PROBLEM DETAILS
Identify and pull out each line of the entries in which "domain" occurs.

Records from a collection
//! Uniformly partitioned convolution against an impulse response.
//!
//! The response is cut into partitions of [`BLOCK`] taps. The first partition
//! runs in direct form, so output has no latency. Every later partition is
//! applied in the frequency domain with overlap-save: once a block of input
//! is complete its spectrum enters a frequency-domain delay line, and the
//! products of each partition spectrum with the matching delayed input
//! spectrum give the tail for the next block.
//!
//! ```text
//! ir:     [ P0 | P1 | P2 | ... | Pk ]
//! out[n] = direct(P0, x)[n] + IFFT( Σ Pi · X[m - i + 1] )[n mod BLOCK]
//! ```
//!
//! Cost per sample is `BLOCK` multiply-adds plus an amortized
//! `O(partitions + log BLOCK)` share of one FFT pair per block.

use std::sync::Arc;

use rustfft::{Fft, FftPlanner, num_complex::Complex};

use crate::buffer::AudioBuffer;

/// Partition size in samples.
pub const BLOCK: usize = 128;

const ZERO: Complex<f32> = Complex { re: 0.0, im: 0.0 };

/// Convolution of the input with an [`AudioBuffer`].
///
/// Outputs silence until a buffer is assigned. The response is applied as
/// given, without normalization.
#[derive(Debug, Clone, Default)]
pub struct Convolver {
    buffer: Option<AudioBuffer>,
    history: Vec<f32>,
    pos: usize,
    tail: Option<PartitionedTail>,
}

impl Convolver {
    /// Creates a convolver with no impulse response.
    pub fn new() -> Self {
        Self::default()
    }

    /// Returns the impulse response, if one is assigned.
    pub fn buffer(&self) -> Option<&AudioBuffer> {
        self.buffer.as_ref()
    }

    /// Assigns the impulse response and clears the input history.
    pub fn set_buffer(&mut self, buffer: AudioBuffer) {
        let taps = buffer.samples();
        self.history = vec![0.0; taps.len().clamp(1, BLOCK)];
        self.pos = 0;
        self.tail = PartitionedTail::new(taps);
        self.buffer = Some(buffer);
    }

    /// Processes one sample.
    #[inline]
    pub fn process(&mut self, input: f32) -> f32 {
        let Some(ir) = &self.buffer else {
            return 0.0;
        };
        let len = self.history.len();
        self.history[self.pos] = input;

        // history[pos - k] pairs with ir[k]
        let head = &ir.samples()[..ir.len().min(BLOCK)];
        let mut acc = 0.0;
        let mut idx = self.pos;
        for &h in head {
            acc += h * self.history[idx];
            idx = if idx == 0 { len - 1 } else { idx - 1 };
        }
        self.pos = (self.pos + 1) % len;

        match &mut self.tail {
            Some(tail) => acc + tail.process(input),
            None => acc,
        }
    }

    /// Clears the input history.
    pub fn reset(&mut self) {
        self.history.fill(0.0);
        self.pos = 0;
        if let Some(tail) = &mut self.tail {
            tail.reset();
        }
    }
}

/// Frequency-domain part of the convolution: every partition after the first.
#[derive(Clone)]
struct PartitionedTail {
    forward: Arc<dyn Fft<f32>>,
    inverse: Arc<dyn Fft<f32>>,
    /// Spectra of partitions 1.. of the response.
    partitions: Vec<Vec<Complex<f32>>>,
    /// Spectra of recent input blocks; `newest` is the last completed one.
    delay_line: Vec<Vec<Complex<f32>>>,
    newest: usize,
    /// Previous block followed by the block being filled.
    input: Vec<f32>,
    /// Tail samples for the block being filled.
    output: Vec<f32>,
    fill: usize,
    work: Vec<Complex<f32>>,
    acc: Vec<Complex<f32>>,
    scratch: Vec<Complex<f32>>,
}

impl PartitionedTail {
    /// Returns `None` when the response fits in the direct-form head.
    fn new(taps: &[f32]) -> Option<Self> {
        if taps.len() <= BLOCK {
            return None;
        }
        let size = 2 * BLOCK;
        let mut planner = FftPlanner::new();
        let forward = planner.plan_fft_forward(size);
        let inverse = planner.plan_fft_inverse(size);
        let scratch_len = forward
            .get_inplace_scratch_len()
            .max(inverse.get_inplace_scratch_len());
        let mut scratch = vec![ZERO; scratch_len];

        let partitions: Vec<Vec<Complex<f32>>> = taps[BLOCK..]
            .chunks(BLOCK)
            .map(|chunk| {
                let mut spectrum = vec![ZERO; size];
                for (bin, &h) in spectrum.iter_mut().zip(chunk) {
                    *bin = Complex::new(h, 0.0);
                }
                forward.process_with_scratch(&mut spectrum, &mut scratch);
                spectrum
            })
            .collect();
        let count = partitions.len();

        #[cfg(feature = "tracing")]
        tracing::debug!(taps = taps.len(), partitions = count, "partitioned convolver");

        Some(Self {
            forward,
            inverse,
            partitions,
            delay_line: vec![vec![ZERO; size]; count],
            newest: 0,
            input: vec![0.0; size],
            output: vec![0.0; BLOCK],
            fill: 0,
            work: vec![ZERO; size],
            acc: vec![ZERO; size],
            scratch,
        })
    }

    #[inline]
    fn process(&mut self, input: f32) -> f32 {
        let out = self.output[self.fill];
        self.input[BLOCK + self.fill] = input;
        self.fill += 1;
        if self.fill == BLOCK {
            self.advance();
        }
        out
    }

    /// Pushes the completed block into the delay line and computes the tail
    /// for the next one.
    fn advance(&mut self) {
        self.fill = 0;

        for (bin, &x) in self.work.iter_mut().zip(&self.input) {
            *bin = Complex::new(x, 0.0);
        }
        self.forward.process_with_scratch(&mut self.work, &mut self.scratch);
        let count = self.delay_line.len();
        self.newest = (self.newest + 1) % count;
        self.delay_line[self.newest].copy_from_slice(&self.work);
        self.input.copy_within(BLOCK.., 0);

        // partition i + 1 meets the input block i blocks before the newest
        self.acc.fill(ZERO);
        for (i, partition) in self.partitions.iter().enumerate() {
            let spectrum = &self.delay_line[(self.newest + count - i) % count];
            for ((acc, &h), &x) in self.acc.iter_mut().zip(partition).zip(spectrum) {
                *acc += h * x;
            }
        }
        self.inverse.process_with_scratch(&mut self.acc, &mut self.scratch);

        // overlap-save: the second half is the valid linear part
        let scale = 1.0 / (2 * BLOCK) as f32;
        for (out, bin) in self.output.iter_mut().zip(&self.acc[BLOCK..]) {
            *out = bin.re * scale;
        }
    }

    fn reset(&mut self) {
        for spectrum in &mut self.delay_line {
            spectrum.fill(ZERO);
        }
        self.newest = 0;
        self.input.fill(0.0);
        self.output.fill(0.0);
        self.fill = 0;
    }
}

impl std::fmt::Debug for PartitionedTail {
    fn fmt(&self, f: &mut std::fmt::Formatter<'_>) -> std::fmt::Result {
        f.debug_struct("PartitionedTail")
            .field("partitions", &self.partitions.len())
            .field("fill", &self.fill)
            .finish_non_exhaustive()
    }
}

OUTPUT OF THE EXERCISE
//! applied in the frequency domain with overlap-save: once a block of input
//! is complete its spectrum enters a frequency-domain delay line, and the
/// Frequency-domain part of the convolution: every partition after the first.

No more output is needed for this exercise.